# Required action
Count how many lines in the following data hold the word "HalResult". Your answer is the number and nothing else.

# Collected data entries
────────────────────

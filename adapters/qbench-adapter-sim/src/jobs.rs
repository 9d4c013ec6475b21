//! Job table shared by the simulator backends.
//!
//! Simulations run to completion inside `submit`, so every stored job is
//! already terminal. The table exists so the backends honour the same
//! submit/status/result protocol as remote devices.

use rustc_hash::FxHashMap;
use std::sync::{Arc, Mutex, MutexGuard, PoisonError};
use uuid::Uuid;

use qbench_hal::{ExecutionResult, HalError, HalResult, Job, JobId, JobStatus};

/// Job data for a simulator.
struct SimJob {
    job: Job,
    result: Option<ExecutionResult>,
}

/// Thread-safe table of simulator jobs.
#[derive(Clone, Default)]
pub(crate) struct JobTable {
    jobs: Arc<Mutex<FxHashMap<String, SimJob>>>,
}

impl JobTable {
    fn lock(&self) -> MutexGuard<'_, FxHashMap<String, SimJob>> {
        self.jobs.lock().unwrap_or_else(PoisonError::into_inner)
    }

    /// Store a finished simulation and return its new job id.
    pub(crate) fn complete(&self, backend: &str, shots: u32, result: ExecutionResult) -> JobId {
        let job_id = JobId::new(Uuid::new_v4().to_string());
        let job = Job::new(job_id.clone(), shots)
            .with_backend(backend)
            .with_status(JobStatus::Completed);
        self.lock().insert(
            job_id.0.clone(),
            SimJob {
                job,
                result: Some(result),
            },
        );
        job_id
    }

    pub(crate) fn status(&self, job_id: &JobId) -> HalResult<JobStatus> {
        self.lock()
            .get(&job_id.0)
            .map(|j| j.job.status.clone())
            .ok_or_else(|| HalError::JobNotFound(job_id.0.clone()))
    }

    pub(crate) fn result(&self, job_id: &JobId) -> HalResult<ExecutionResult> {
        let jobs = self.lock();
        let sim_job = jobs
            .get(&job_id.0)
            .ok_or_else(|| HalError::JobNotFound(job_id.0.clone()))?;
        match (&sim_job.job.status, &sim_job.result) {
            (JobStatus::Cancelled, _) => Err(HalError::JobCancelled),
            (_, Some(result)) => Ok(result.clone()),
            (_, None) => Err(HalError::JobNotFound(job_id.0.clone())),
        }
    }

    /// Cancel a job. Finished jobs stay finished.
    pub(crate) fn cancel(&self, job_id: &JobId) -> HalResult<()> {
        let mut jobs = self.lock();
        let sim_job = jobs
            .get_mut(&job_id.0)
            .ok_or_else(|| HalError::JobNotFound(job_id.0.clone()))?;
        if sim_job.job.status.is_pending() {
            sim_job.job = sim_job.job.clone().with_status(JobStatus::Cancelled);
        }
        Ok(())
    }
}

────────────────────

# Result of the task
4